▸ **WORK TO COMPLETE**
Which lines run from the line with "let freqs: Vec<f64> = (0..n)" through the line with "for (i, &note)" in the entries below? Print them exactly, both ends included, and nothing more.

Top of SUPPLIED INFORMATION

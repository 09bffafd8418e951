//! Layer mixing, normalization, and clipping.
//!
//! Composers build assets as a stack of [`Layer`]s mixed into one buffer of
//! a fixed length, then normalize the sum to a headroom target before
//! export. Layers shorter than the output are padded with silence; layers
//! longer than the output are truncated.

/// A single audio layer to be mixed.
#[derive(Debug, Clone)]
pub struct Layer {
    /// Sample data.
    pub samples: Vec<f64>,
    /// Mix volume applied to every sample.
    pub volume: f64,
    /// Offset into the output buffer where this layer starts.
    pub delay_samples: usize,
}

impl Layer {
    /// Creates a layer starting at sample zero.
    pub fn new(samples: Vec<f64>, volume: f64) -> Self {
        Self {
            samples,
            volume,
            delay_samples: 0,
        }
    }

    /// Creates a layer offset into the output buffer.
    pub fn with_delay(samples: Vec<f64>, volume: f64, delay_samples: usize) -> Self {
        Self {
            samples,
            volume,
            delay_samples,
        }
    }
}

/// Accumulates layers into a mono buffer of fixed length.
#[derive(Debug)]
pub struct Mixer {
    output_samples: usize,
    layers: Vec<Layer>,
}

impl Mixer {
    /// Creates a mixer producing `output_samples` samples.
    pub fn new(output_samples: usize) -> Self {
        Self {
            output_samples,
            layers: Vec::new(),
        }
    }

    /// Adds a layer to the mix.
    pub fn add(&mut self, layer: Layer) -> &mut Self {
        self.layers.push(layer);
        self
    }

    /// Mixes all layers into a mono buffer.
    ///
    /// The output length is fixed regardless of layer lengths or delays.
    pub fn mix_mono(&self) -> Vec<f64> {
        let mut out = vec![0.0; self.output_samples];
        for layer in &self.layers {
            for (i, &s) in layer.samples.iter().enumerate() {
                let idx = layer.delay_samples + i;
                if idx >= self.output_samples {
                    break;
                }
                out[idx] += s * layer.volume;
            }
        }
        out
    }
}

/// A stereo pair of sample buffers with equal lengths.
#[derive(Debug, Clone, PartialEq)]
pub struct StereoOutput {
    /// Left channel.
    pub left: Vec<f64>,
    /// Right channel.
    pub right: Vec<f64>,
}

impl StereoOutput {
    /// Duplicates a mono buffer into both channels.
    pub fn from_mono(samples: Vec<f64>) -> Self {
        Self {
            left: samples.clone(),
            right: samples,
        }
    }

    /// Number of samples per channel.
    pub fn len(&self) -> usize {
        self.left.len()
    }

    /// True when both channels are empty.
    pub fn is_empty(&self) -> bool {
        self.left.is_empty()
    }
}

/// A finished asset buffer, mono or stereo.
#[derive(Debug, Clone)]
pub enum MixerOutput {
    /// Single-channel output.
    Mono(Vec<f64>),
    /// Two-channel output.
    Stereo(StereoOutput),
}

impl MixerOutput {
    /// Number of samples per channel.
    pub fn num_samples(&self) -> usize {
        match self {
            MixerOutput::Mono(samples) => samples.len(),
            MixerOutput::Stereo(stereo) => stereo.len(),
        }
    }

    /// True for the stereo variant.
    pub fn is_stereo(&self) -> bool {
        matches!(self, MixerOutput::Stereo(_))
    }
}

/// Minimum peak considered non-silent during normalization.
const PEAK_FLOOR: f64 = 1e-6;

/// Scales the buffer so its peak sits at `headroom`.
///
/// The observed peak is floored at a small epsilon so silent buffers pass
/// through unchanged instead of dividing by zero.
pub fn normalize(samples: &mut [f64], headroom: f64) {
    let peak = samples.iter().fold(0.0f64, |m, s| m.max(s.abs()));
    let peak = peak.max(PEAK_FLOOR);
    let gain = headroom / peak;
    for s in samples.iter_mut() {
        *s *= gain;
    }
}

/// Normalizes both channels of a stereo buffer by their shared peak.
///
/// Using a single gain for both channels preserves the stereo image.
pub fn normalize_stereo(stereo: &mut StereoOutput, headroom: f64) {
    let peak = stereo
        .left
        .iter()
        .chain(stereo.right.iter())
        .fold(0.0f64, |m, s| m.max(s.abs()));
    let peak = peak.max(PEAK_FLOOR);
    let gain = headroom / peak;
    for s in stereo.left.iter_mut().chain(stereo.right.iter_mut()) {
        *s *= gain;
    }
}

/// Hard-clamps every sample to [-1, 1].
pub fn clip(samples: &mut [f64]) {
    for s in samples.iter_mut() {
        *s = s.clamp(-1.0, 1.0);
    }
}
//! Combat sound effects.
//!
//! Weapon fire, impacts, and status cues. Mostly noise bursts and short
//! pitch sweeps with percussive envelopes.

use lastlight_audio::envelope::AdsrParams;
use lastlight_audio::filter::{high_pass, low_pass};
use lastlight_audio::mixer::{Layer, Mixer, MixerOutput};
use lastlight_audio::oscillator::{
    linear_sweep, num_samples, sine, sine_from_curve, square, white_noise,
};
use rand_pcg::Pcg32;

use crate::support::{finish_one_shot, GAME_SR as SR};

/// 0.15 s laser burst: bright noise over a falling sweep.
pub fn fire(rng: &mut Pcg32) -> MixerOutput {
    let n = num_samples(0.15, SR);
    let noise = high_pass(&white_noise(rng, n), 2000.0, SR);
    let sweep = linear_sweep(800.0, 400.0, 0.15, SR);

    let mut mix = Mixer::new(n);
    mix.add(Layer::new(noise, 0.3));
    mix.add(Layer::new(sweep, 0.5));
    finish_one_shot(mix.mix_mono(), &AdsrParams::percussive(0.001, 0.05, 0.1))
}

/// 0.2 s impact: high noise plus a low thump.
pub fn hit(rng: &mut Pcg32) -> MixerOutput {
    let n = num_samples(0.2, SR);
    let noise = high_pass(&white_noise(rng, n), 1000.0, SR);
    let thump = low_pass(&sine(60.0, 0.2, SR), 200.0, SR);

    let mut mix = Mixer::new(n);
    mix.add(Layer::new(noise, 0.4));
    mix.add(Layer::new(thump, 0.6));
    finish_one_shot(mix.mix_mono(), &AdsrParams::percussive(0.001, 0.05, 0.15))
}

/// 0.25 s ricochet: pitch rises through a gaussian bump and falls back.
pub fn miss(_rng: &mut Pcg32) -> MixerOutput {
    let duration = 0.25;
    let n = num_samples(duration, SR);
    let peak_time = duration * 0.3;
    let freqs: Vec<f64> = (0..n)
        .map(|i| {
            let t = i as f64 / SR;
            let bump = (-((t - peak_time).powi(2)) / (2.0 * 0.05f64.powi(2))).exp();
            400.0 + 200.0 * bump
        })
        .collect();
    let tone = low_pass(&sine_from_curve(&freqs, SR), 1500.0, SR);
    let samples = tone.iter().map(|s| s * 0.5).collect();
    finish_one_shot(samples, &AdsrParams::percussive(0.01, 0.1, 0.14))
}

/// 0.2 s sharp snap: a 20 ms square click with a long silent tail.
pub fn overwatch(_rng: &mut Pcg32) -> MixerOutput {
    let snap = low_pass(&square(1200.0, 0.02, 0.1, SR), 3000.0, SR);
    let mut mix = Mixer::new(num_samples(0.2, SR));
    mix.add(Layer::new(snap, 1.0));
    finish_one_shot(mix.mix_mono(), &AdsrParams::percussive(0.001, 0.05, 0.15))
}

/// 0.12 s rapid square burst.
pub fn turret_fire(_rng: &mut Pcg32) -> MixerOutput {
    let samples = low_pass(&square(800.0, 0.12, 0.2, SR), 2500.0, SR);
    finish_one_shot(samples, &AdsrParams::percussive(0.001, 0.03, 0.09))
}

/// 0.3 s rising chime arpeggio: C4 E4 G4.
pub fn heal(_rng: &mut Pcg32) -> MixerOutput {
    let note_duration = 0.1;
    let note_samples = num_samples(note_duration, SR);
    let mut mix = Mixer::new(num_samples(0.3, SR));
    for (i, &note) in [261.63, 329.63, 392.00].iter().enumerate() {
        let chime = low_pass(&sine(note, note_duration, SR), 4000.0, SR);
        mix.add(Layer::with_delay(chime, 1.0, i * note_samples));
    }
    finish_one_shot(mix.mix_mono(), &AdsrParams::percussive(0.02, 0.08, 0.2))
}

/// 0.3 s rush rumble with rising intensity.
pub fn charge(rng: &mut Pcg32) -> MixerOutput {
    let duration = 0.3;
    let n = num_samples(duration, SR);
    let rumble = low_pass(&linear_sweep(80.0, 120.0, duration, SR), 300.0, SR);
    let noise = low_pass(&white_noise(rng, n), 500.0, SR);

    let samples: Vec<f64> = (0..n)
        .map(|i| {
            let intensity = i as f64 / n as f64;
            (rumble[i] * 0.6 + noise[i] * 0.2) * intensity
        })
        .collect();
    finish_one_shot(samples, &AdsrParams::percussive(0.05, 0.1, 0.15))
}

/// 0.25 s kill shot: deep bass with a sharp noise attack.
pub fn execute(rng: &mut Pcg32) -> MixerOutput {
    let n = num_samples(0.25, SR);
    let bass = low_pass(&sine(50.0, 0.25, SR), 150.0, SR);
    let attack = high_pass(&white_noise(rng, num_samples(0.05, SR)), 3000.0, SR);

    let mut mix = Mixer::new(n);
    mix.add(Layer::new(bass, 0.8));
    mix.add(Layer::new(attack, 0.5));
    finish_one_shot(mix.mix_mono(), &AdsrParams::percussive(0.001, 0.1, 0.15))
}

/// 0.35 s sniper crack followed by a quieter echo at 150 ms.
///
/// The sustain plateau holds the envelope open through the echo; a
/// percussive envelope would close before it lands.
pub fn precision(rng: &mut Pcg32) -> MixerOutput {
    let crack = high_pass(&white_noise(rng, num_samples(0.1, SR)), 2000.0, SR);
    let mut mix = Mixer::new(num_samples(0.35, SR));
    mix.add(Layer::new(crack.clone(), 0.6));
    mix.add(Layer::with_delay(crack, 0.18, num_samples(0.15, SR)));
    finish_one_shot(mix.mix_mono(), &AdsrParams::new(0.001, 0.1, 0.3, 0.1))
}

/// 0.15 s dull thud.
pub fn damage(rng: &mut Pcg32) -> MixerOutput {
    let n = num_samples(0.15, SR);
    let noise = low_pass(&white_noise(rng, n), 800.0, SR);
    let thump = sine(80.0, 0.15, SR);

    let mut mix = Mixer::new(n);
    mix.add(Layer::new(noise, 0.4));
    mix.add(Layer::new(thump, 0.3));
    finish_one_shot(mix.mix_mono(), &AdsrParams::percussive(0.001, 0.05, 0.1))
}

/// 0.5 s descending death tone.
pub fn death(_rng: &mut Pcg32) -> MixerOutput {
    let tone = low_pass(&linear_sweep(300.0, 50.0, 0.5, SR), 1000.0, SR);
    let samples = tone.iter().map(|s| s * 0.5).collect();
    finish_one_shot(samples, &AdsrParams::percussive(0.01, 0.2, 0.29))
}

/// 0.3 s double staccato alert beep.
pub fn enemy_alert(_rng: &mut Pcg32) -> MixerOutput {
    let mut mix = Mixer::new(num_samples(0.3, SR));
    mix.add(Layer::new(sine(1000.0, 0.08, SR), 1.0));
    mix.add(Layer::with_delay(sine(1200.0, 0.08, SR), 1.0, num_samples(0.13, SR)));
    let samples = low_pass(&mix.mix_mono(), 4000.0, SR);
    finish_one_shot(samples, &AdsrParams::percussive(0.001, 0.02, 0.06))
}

Bottom of SUPPLIED INFORMATION

▸ **SOLUTION TO THE PROBLEM**
    let freqs: Vec<f64> = (0..n)
        .map(|i| {
            let t = i as f64 / SR;
            let bump = (-((t - peak_time).powi(2)) / (2.0 * 0.05f64.powi(2))).exp();
            400.0 + 200.0 * bump
        })
        .collect();
    let tone = low_pass(&sine_from_curve(&freqs, SR), 1500.0, SR);
    let samples = tone.iter().map(|s| s * 0.5).collect();
    finish_one_shot(samples, &AdsrParams::percussive(0.01, 0.1, 0.14))
}

/// 0.2 s sharp snap: a 20 ms square click with a long silent tail.
pub fn overwatch(_rng: &mut Pcg32) -> MixerOutput {
    let snap = low_pass(&square(1200.0, 0.02, 0.1, SR), 3000.0, SR);
    let mut mix = Mixer::new(num_samples(0.2, SR));
    mix.add(Layer::new(snap, 1.0));
    finish_one_shot(mix.mix_mono(), &AdsrParams::percussive(0.001, 0.05, 0.15))
}

/// 0.12 s rapid square burst.
pub fn turret_fire(_rng: &mut Pcg32) -> MixerOutput {
    let samples = low_pass(&square(800.0, 0.12, 0.2, SR), 2500.0, SR);
    finish_one_shot(samples, &AdsrParams::percussive(0.001, 0.03, 0.09))
}

/// 0.3 s rising chime arpeggio: C4 E4 G4.
pub fn heal(_rng: &mut Pcg32) -> MixerOutput {
    let note_duration = 0.1;
    let note_samples = num_samples(note_duration, SR);
    let mut mix = Mixer::new(num_samples(0.3, SR));
    for (i, &note) in [261.63, 329.63, 392.00].iter().enumerate() {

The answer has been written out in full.